A photo of a mangled goat, taken at night with a powerful flash, posted on the noticeboard at Krypta FM radio.


Old internet forum on Krypta FM radio with a wall of posts about local cryptid activity.

Image Source: Rock Paper Shotgun/Under The Sink Studio

You’ll discover all these places and get to know them well. That’s because your mission to take pictures of local weirdness and post them on Krypta FM’s bulletin boards sends you out in every direction. It’s all very straightforward. But you’ll be in this haunting world for much longer than it takes to snap a few pictures. You’ll be there until the whole place starts to feel real, and that’s thanks to the map you utilize to find your way around. It’s a hand-drawn thing that you have to hold in front of you and read with a flashlight. There’s no marker that magically appears on the map to show you where you are, and no helpful compass rose to point you in the right direction. You’ll have to figure it all out for yourself, and instead of being frustrated, it creates an inventive piece of weirdness that provides much of the spookier kind of fun to be had here.

And as you figure that out, you start to realize that this map is defined by its abstractions. A road that seems miniature and straight on a map might be three times longer and full of exhilarating twists and turns in the real world. And it might get really, really dim.
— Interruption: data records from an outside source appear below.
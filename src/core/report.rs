use crate::config::Config;
use crate::core::analysis::{self, AnalysisResult};
use crate::error::{Error, Result};
use async_openai::{
    self,
    config::OpenAIConfig,
    types::responses::{
        CreateResponse, CreateResponseArgs, EasyInputMessageArgs, InputItem, InputParam,
        OutputItem, OutputMessageContent, ResponseFormatJsonSchema, ResponseTextParam, Role,
        TextResponseFormatConfiguration,
    },
};
use chrono::Utc;

const SYSTEM_PROMPT: &str = "You are a meticulous video content analyst. \
You answer with a single JSON object and nothing else.";

const MAX_OUTPUT_TOKENS: u32 = 16_000;

const SCHEMA_NAME: &str = "transcript_analysis";

/// Turns a transcript into a structured analysis.
#[allow(async_fn_in_trait)]
pub trait Analyzer {
    async fn analyze(&self, transcript_text: &str, video_url: &str) -> Result<AnalysisResult>;
}

#[derive(Clone)]
pub struct AnalysisRequester {
    client: async_openai::Client<OpenAIConfig>,
    model: String,
}

impl AnalysisRequester {
    pub fn new(config: &Config) -> Self {
        let mut openai = OpenAIConfig::new().with_api_key(config.api_key.clone());
        if let Some(base) = &config.api_base {
            openai = openai.with_api_base(base.clone());
        }

        Self {
            client: async_openai::Client::with_config(openai),
            model: config.model.clone(),
        }
    }

    async fn request_text(&self, prompt: String, schema: serde_json::Value) -> Result<String> {
        let request = build_request(&self.model, prompt, schema)?;

        let response = self
            .client
            .responses()
            .create(request)
            .await
            .map_err(Error::analysis)?;

        let mut content = String::new();
        for output in response.output {
            if let OutputItem::Message(out) = output {
                for c in out.content {
                    match c {
                        OutputMessageContent::OutputText(text) => content.push_str(&text.text),
                        other => {
                            tracing::debug!(content = ?other, "skipping non-text output");
                        }
                    }
                }
            }
        }

        Ok(content)
    }
}

impl Analyzer for AnalysisRequester {
    async fn analyze(&self, transcript_text: &str, video_url: &str) -> Result<AnalysisResult> {
        let schema = analysis::response_schema_value()?;
        let schema_text = serde_json::to_string_pretty(&schema).map_err(Error::custom)?;
        let prompt = build_prompt(transcript_text, video_url, &schema_text);

        tracing::info!(model = %self.model, "requesting analysis");
        let raw = self.request_text(prompt, schema).await?;
        tracing::debug!(bytes = raw.len(), "analysis response received");

        let generated = analysis::parse_generated(&raw)?;
        Ok(AnalysisResult::from_generated(
            generated,
            video_url,
            &self.model,
            Utc::now(),
        ))
    }
}

/// Responses API request asking for output that strictly follows `schema`.
pub fn build_request(
    model: &str,
    prompt: String,
    schema: serde_json::Value,
) -> Result<CreateResponse> {
    CreateResponseArgs::default()
        .max_output_tokens(MAX_OUTPUT_TOKENS)
        .model(model)
        .text(ResponseTextParam {
            format: TextResponseFormatConfiguration::JsonSchema(ResponseFormatJsonSchema {
                description: Some("Structured analysis of a video transcript".to_string()),
                name: SCHEMA_NAME.to_string(),
                schema: Some(schema),
                strict: Some(true),
            }),
            verbosity: None,
        })
        .input(InputParam::Items(vec![
            InputItem::EasyMessage(
                EasyInputMessageArgs::default()
                    .role(Role::System)
                    .content(SYSTEM_PROMPT)
                    .build()
                    .map_err(Error::analysis)?,
            ),
            InputItem::EasyMessage(
                EasyInputMessageArgs::default()
                    .role(Role::User)
                    .content(prompt)
                    .build()
                    .map_err(Error::analysis)?,
            ),
        ]))
        .build()
        .map_err(Error::analysis)
}

pub fn build_prompt(transcript_text: &str, video_url: &str, schema: &str) -> String {
    format!(
        "### Task
Analyze the video transcript below and return a concise summary of it.

### Video
URL: {video_url}

### Fields
- video_title: the video's title; infer a descriptive one from the content if it is never stated.
- video_publish_date: the publish date as YYYY-MM-DD; use your best estimate if it is not stated.
- quick_summary: a concise summary of the whole video in a few sentences.
- bullet_point_highlights: the key points, in the order they appear.
- sentiment_analysis: the overall tone and sentiment of the speaker(s).
- keywords: the main keywords and key phrases.
- sections: a chronological breakdown, each with a section_title and a section_summary.

### Output
Respond with one JSON object that validates against this JSON Schema. Do not wrap it in prose.

{schema}

### Transcript
<TRANSCRIPT>
{transcript_text}
</TRANSCRIPT>
"
    )
}

#[cfg(test)]
mod tests {
    use super::*;

    #[test]
    fn prompt_embeds_url_schema_and_transcript() {
        let schema =
            serde_json::to_string_pretty(&analysis::response_schema_value().unwrap()).unwrap();
        let prompt = build_prompt(
            "hello there world",
            "https://www.youtube.com/watch?v=LkDelp5WWYU",
            &schema,
        );
        assert!(prompt.contains("URL: https://www.youtube.com/watch?v=LkDelp5WWYU"));
        assert!(prompt.contains("<TRANSCRIPT>\nhello there world\n</TRANSCRIPT>"));
        assert!(prompt.contains(&schema));
        for field in ["quick_summary", "bullet_point_highlights", "sentiment_analysis", "keywords"] {
            assert!(prompt.contains(field), "{field}");
        }
    }

    #[test]
    fn request_asks_for_strict_schema_output() {
        let schema = analysis::response_schema_value().unwrap();
        let request = build_request("gpt-5-mini", "summarize".to_string(), schema.clone()).unwrap();

        let body = serde_json::to_value(&request).unwrap();
        assert_eq!(body["model"], "gpt-5-mini");
        let format = &body["text"]["format"];
        assert_eq!(format["type"], "json_schema");
        assert_eq!(format["name"], SCHEMA_NAME);
        assert_eq!(format["strict"], true);
        assert_eq!(format["schema"], schema);
    }
}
And you might wander in the right direction for a very long time, each modern step more and more certain that you’ve left the right path and are trudging into oblivion. Carry on? Turn around? Can you even find your way back from here?

This is prime territory for jump scares, and in its miniature run, Krypta FM has at least one that’s thrillingly straightforward and effective. But the game also knows when to hold back from tapping you on the shoulder or jumping out in front of you. The moments I remember best are when I was in the woods and I was sure something was going to happen, and then it didn’t. The world of Krypta FM feels real in part because I spent so much time lost in it, sure, but also because I spent so much time just standing there in the trees, wondering if I was alone or if something—a beast? the looming intention of the game designers?—was there with me.
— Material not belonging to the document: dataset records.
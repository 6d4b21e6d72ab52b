use crate::cli::Cli;
use crate::error::{Error, Result};
use std::path::PathBuf;

pub const API_KEY_ENV: &str = "OPENAI_API_KEY";

/// Settings for a single invocation, built once from the command line and
/// environment and handed to the services that need them.
#[derive(Clone)]
pub struct Config {
    pub api_key: String,
    pub api_base: Option<String>,
    pub model: String,
    pub output_dir: PathBuf,
}

impl Config {
    pub fn from_cli(cli: &Cli) -> Result<Self> {
        let api_key = cli
            .api_key
            .as_deref()
            .map(str::trim)
            .filter(|key| !key.is_empty())
            .ok_or_else(|| {
                Error::configuration(format!(
                    "{API_KEY_ENV} is not set; export it or pass --api-key"
                ))
            })?;

        let model = cli.model.trim();
        if model.is_empty() {
            return Err(Error::configuration("model name cannot be empty"));
        }

        let api_base = cli
            .api_base
            .as_deref()
            .map(|base| base.trim().trim_end_matches('/'))
            .filter(|base| !base.is_empty())
            .map(str::to_string);

        Ok(Self {
            api_key: api_key.to_string(),
            api_base,
            model: model.to_string(),
            output_dir: cli.output_dir.clone(),
        })
    }
}

impl std::fmt::Debug for Config {
    fn fmt(&self, f: &mut std::fmt::Formatter<'_>) -> std::fmt::Result {
        f.debug_struct("Config")
            .field("api_key", &"<redacted>")
            .field("api_base", &self.api_base)
            .field("model", &self.model)
            .field("output_dir", &self.output_dir)
            .finish()
    }
}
A roadside chapel emerges from the evening darkness on the radio station Krypta FM.
Image Source: Rock Paper Shotgun/Under The Sink Studio

So instead of shocks, it’s a game mostly punctuated by moments of relief. Just when I was losing hope, I’d stumble upon the thing I was supposed to photograph and take a decent shot of it. Lost in the woods, I’d see the amber glow of a city in the distance and suddenly know how to get home. Returning to the forums, a photo I thought was a bit of a dud would elicit a decent reaction: I’d feel that strange excitement that comes with being part of an online community and someone else’s world, even though I was only entering that world through the curved screen of an ancient monitor, the up-to-date equivalent of Madam Leota’s head floating in a crystal ball.

I think it’s this sweetness that consistently balances out everything that’s scary about this stretch of northern countryside: along with the promise of cryptids, photography jobs, local cultists and satanic graffiti, Krypta FM promises community and creates a growing sense of belonging. The names on the forums start to feel familiar and I start to be able to predict what they might say, what replies they might leave to my posts. The map slowly starts to make sense and by day three I’m leaving home pretty sure of the direction I need to go. Photo opportunities are ticked off my list and the story of what’s really going on there starts to come into focus. I go to bed buzzing with what I’ve seen and the next day, at ten past nine, I’m ready to turn on the radio again and hear that familiar voice.